That's a good start, but I would supplement with additional foods as well. Soy milk or KMR (kitten milk replacement) are good supplements, as are scrambled eggs.


----------



## Kimmiekins (Apr 14, 2007)

I agree... Could very well be pregnant. I hope not. They're both cute, and kudos for you for researching (even if after the fact) and rushing to change things to make them safer/better.


----------



## BlueSkyy (Sep 27, 2007)

that bedding doesn't really look bad - what is it? it's kinda green...not like pine or cedar. i've never seen anything like it


----------



## Camobee (Nov 9, 2007)

That bedding is pine with chlorophyll to make odors less. NOT good bedding, in fact it stains the rat's tails and paws green. Likely full of dyes.  

They are now temporarily on terry towels and later when I can get out I'm going to try fleece with a litter pan with Yesterday's News in it. 

The store had them on pine and I thought only cedar was bad so before these forums I had them on that pine thinking it was harmless. 

They are a bit sneezy and I hope being away from that litter will make it better for them.


----------



## BlueSkyy (Sep 27, 2007)

wow - like i said, i've never seen any litter like that before. i thought it might be soft-sorbent, because that's the only green stuff i've ever seen.

i'm sure they'll be fine  new home sneezes are common for rats, and if they've been living on pine up till now, it should go away after they move to new bedding.

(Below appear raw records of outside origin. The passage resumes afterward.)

//! Errors raised by grid and engine construction and cell access.

use thiserror::Error;

/// All kinds of errors in this crate.
#[derive(Clone, Debug, PartialEq, Eq, Error)]
pub enum Error {
    /// The world side is zero or above the supported maximum.
    #[error("invalid world size {size}: must be between 1 and {max}")]
    InvalidSize { size: usize, max: usize },
    /// A coordinate lies outside `[0, size)`.
    #[error("cell ({x}, {y}) is outside a {size}x{size} grid")]
    OutOfBounds { x: i32, y: i32, size: usize },
    /// A snapshot holds fewer bytes than the grid needs.
    #[error("snapshot for a {size}x{size} grid needs {expected} bytes, got {actual}")]
    SnapshotSize {
        size: usize,
        expected: usize,
        actual: usize,
    },
    /// An initial grid does not match the engine's world size.
    #[error("initial grid is {actual}x{actual} but the world is {expected}x{expected}")]
    SizeMismatch { expected: usize, actual: usize },
    /// A rule string is not valid B/S notation.
    #[error("invalid rule {0:?}: expected B/S notation such as \"B3/S23\"")]
    InvalidRule(String),
}

pub type Result<T, E = Error> = std::result::Result<T, E>;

don't feel too bad - a lot of rumors are going around that pine is safe and only cedar is harmful, and it doesn't help that PetsMart is discontinuing their cedar chips but will still sell pine chips.


----------



## RodentLuv113 (Nov 9, 2007)

Rats would kill mice usually anyway, so she wouldn't have gotten a chance to be bought by you if she was a mouse, a rat can definately tell the difference even as young as they are. I thought Honey and her tank mates were all fancy mice when I was at the petstore looking around before I bought her, because they also had a tank of juvenile rats, I asked why the fancy mice and albino mice were seperated if they were all feeders anyway, and she said, "Oh, those are baby rats, we have to seperate them from the big rats, because they could get killed, and I was like "TOO CUTE, I need to buy one!" I didn't impulse buy, I was looking for a rat anyway, but didn't know they had babies.... Because the baby rats were the exact same size as an adult mouse. I had the same bedding as you do, the chlorophyll kind, but I thought it stunk, as in physically, not my opinion, it hurt my nose.... I have been using regular pine, but I am switching to good old newspaper tonight as soon as I hand shred it, I do not like how carefresh and all those paper pulp beddings look, they are ugly to me, it distracts me from my rat.


----------



## jellybeanqueen (Sep 6, 2007)

she's a rat..and a really cute one at that! ;]


----------



## SamsterAndRocky (Jul 24, 2007)

imo newspaper isnt all that good either.... think about it...it has ink that rubs off in it, it smells weird, and who knows what people have done on it (my mum used to work at a place that shipped newspapers places....oh the horror stories she told me). but thats just my opinion... ive used notebook paper before when i had nothing else, they seemed to like burrowing in it.


----------



## OnlyOno (Apr 4, 2007)

you can tell a mouse from a rat mostly by their ears. mouse have disproportionately large ears set kind of half-way between standard and dumbo ears on a rat. you can especially see the difference in their body types when you google "nude mice" vs "hairless rats", lol. nude mice are, forgive me, fugly as sin, whereas i want a whole horde of hairless rats...


----------



## yashu (Sep 14, 2007)

I always see the difference in the placement of the mouth... on a mouse, the front jaw juts over and the bottom jaw is so recessed that the mouth opening is on the "bottom" of their frame. A rat has a more proportional head arrangement.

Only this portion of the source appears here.